### WORK TO COMPLETE
Could you output each line of the data that follows exactly?

### PROVIDED INFORMATION
========

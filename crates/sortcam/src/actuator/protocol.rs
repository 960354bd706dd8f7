//! Command and reply encoding for the actuator controller
//!
//! A command is the decimal class id, or the reserved emergency code, on its
//! own line. The controller answers with a ready sentinel once it has
//! finished a motion. Controller firmware revisions have also used a reply
//! to announce the end of a fast-stop; that one is optional and must differ
//! from the ready sentinel so the two are never confused.

/// Default emergency stop command
pub const DEFAULT_EMERGENCY_CODE: u8 = 9;

/// Default "ready for the next command" reply
pub const DEFAULT_READY_REPLY: &str = "42";

/// Reply lines understood by the dispatcher
#[derive(Debug, Clone, PartialEq, Eq)]
pub enum ActuatorReply {
    /// Motion finished, the next command may be sent
    Ready,
    /// The controller left its fast-stop condition
    EmergencyCleared,
    /// Anything else: garbled or unknown
    Other(String),
}

#[derive(Debug, Clone, PartialEq, Eq)]
pub struct ActuatorProtocol {
    /// Command that stops the actuator immediately
    pub emergency_code: u8,
    /// Reply meaning the previous command completed
    pub ready_reply: String,
    /// Reply meaning the fast-stop condition ended
    pub emergency_cleared_reply: Option<String>,
}

impl Default for ActuatorProtocol {
    fn default() -> Self {
        Self {
            emergency_code: DEFAULT_EMERGENCY_CODE,
            ready_reply: DEFAULT_READY_REPLY.to_string(),
            emergency_cleared_reply: None,
        }
    }
}

impl ActuatorProtocol {
    /// Command line (without terminator) for a class id
    pub fn class_command(&self, class_id: u8) -> String {
        class_id.to_string()
    }

    pub fn emergency_command(&self) -> String {
        self.emergency_code.to_string()
    }

    /// True if sending `class_id` would be read as the emergency command
    pub fn is_reserved(&self, class_id: u8) -> bool {
        class_id == self.emergency_code
    }

    pub fn parse_reply(&self, line: &str) -> ActuatorReply {
        let line = line.trim();
        if line == self.ready_reply {
            ActuatorReply::Ready
        } else if self.emergency_cleared_reply.as_deref() == Some(line) {
            ActuatorReply::EmergencyCleared
        } else {
            ActuatorReply::Other(line.to_string())
        }
    }

    /// Reject sentinel setups the dispatcher could not tell apart.
    pub fn validate(&self) -> Result<(), String> {
        if self.emergency_code == crate::control::NO_DETECTION {
            return Err("emergency code 0 is the no-detection class".into());
        }
        if self.ready_reply.trim().is_empty() {
            return Err("ready reply must not be empty".into());
        }
        if let Some(cleared) = &self.emergency_cleared_reply {
            if cleared.trim() == self.ready_reply.trim() {
                return Err(format!(
                    "emergency-cleared reply {cleared:?} must differ from the ready reply"
                ));
            }
        }
        Ok(())
    }
}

========

### TASK RESPONSE
filename crates/sortcam/src/actuator/protocol.rs
repository 960354bd706dd8f7
//! Command and reply encoding for the actuator controller
//!
//! A command is the decimal class id, or the reserved emergency code, on its
//! own line. The controller answers with a ready sentinel once it has
//! finished a motion. Controller firmware revisions have also used a reply
//! to announce the end of a fast-stop; that one is optional and must differ
//! from the ready sentinel so the two are never confused.

/// Default emergency stop command
pub const DEFAULT_EMERGENCY_CODE: u8 = 9;

/// Default "ready for the next command" reply
pub const DEFAULT_READY_REPLY: &str = "42";

/// Reply lines understood by the dispatcher
#[derive(Debug, Clone, PartialEq, Eq)]
pub enum ActuatorReply {
    /// Motion finished, the next command may be sent
    Ready,
    /// The controller left its fast-stop condition
    EmergencyCleared,
    /// Anything else: garbled or unknown
    Other(String),
}

#[derive(Debug, Clone, PartialEq, Eq)]
pub struct ActuatorProtocol {
    /// Command that stops the actuator immediately
    pub emergency_code: u8,
    /// Reply meaning the previous command completed
    pub ready_reply: String,
    /// Reply meaning the fast-stop condition ended
    pub emergency_cleared_reply: Option<String>,
}

impl Default for ActuatorProtocol {
    fn default() -> Self {
        Self {
            emergency_code: DEFAULT_EMERGENCY_CODE,
            ready_reply: DEFAULT_READY_REPLY.to_string(),
            emergency_cleared_reply: None,
        }
    }
}

impl ActuatorProtocol {
    /// Command line (without terminator) for a class id
    pub fn class_command(&self, class_id: u8) -> String {
        class_id.to_string()
    }

    pub fn emergency_command(&self) -> String {
        self.emergency_code.to_string()
    }

    /// True if sending `class_id` would be read as the emergency command
    pub fn is_reserved(&self, class_id: u8) -> bool {
        class_id == self.emergency_code
    }

    pub fn parse_reply(&self, line: &str) -> ActuatorReply {
        let line = line.trim();
        if line == self.ready_reply {
            ActuatorReply::Ready
        } else if self.emergency_cleared_reply.as_deref() == Some(line) {
            ActuatorReply::EmergencyCleared
        } else {
            ActuatorReply::Other(line.to_string())
        }
    }

    /// Reject sentinel setups the dispatcher could not tell apart.
    pub fn validate(&self) -> Result<(), String> {
        if self.emergency_code == crate::control::NO_DETECTION {
            return Err("emergency code 0 is the no-detection class".into());
        }
        if self.ready_reply.trim().is_empty() {
            return Err("ready reply must not be empty".into());
        }
        if let Some(cleared) = &self.emergency_cleared_reply {
            if cleared.trim() == self.ready_reply.trim() {
                return Err(format!(
                    "emergency-cleared reply {cleared:?} must differ from the ready reply"
                ));
            }
        }
        Ok(())
    }
}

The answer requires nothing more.